ここでは、職人の経験を語っています。
私たち塗装職人が発行した「外壁塗装ガイドブック」より抜粋した経験談です。
元請け業者とはどういうものなのか?
飛び込み営業とはどういうものなのか?
営業の勉強をするために飛び込んだ、訪問販売の世界。
そこで実際に経験して、思った事をそのまま綴っています。
そうそう、職人はあまり言葉が得意ではありません。
この文章を書くのも、ちょっとだけ大変でした。
「無愛想」だったり「ちょっと怖い」そんな印象がある職人は、ただ、職人として長く働いているせいで言葉が足りず、不器用なだけなのです。
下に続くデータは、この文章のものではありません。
//! Project metadata collaborator
//!
//! The core never resolves classpaths or source sets itself; it consumes a
//! narrow [`ProjectProvider`] interface and passes whatever it returns
//! through to the compiler. Nonexistent paths are not validated here - they
//! surface later as compiler diagnostics, not as configuration errors.

use std::path::PathBuf;

/// Which dependency subset a classpath is resolved for.
#[derive(Debug, Clone, Copy, PartialEq, Eq)]
pub enum ClasspathPurpose {
    /// Runtime plus test dependencies, for launching compiled code.
    Launch,
    /// Build-time dependencies only, for a full build.
    FullBuild,
    /// The subset optimized for rebuild speed.
    IncrementalBuild,
}

/// Resolved project metadata, provided by the surrounding tooling.
pub trait ProjectProvider {
    /// The project's real output directory, if one is configured.
    fn output_dir(&self) -> Option<PathBuf>;

    /// Source roots in declaration order.
    fn source_roots(&self) -> Vec<PathBuf>;

    /// Classpath entries in declaration order. Order is significant: the
    /// first entry shadows later ones with the same symbol.
    fn classpath(&self, purpose: ClasspathPurpose) -> Vec<PathBuf>;

    /// The compiler distribution home.
    fn home_dir(&self) -> PathBuf;
}

/// A fixed, in-memory project description.
///
/// Used by the CLI (which collects paths from flags) and by tests.
#[derive(Debug, Clone, Default)]
pub struct StaticProject {
    pub output_dir: Option<PathBuf>,
    pub source_roots: Vec<PathBuf>,
    pub launch_classpath: Vec<PathBuf>,
    pub full_build_classpath: Vec<PathBuf>,
    pub incremental_classpath: Vec<PathBuf>,
    pub home_dir: PathBuf,
}

impl ProjectProvider for StaticProject {
    fn output_dir(&self) -> Option<PathBuf> {
        self.output_dir.clone()
    }

    fn source_roots(&self) -> Vec<PathBuf> {
        self.source_roots.clone()
    }

    fn classpath(&self, purpose: ClasspathPurpose) -> Vec<PathBuf> {
        match purpose {
            ClasspathPurpose::Launch => self.launch_classpath.clone(),
            ClasspathPurpose::FullBuild => self.full_build_classpath.clone(),
            ClasspathPurpose::IncrementalBuild => self.incremental_classpath.clone(),
        }
    }

    fn home_dir(&self) -> PathBuf {
        self.home_dir.clone()
    }
}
どうか不器用な職人の言葉をそのまま、まっすぐ、読んでみてください。
以前、私は仲間と二人で、小さい事務所にテレアポを雇って、事務所を開いていた時期があった。
契約もその地域ではかなり取れていた。
営業は私と仲間のみで、営業というより工事の段取りが多く、契約のアポをとるのは時間給で雇っているテレアポのパートの主婦がメインだった。
私は現場中心で動いていたが、それでも時間が空くときは、ろくに営業も出来ないのにも関わらず、見よう見まねで営業もしていた。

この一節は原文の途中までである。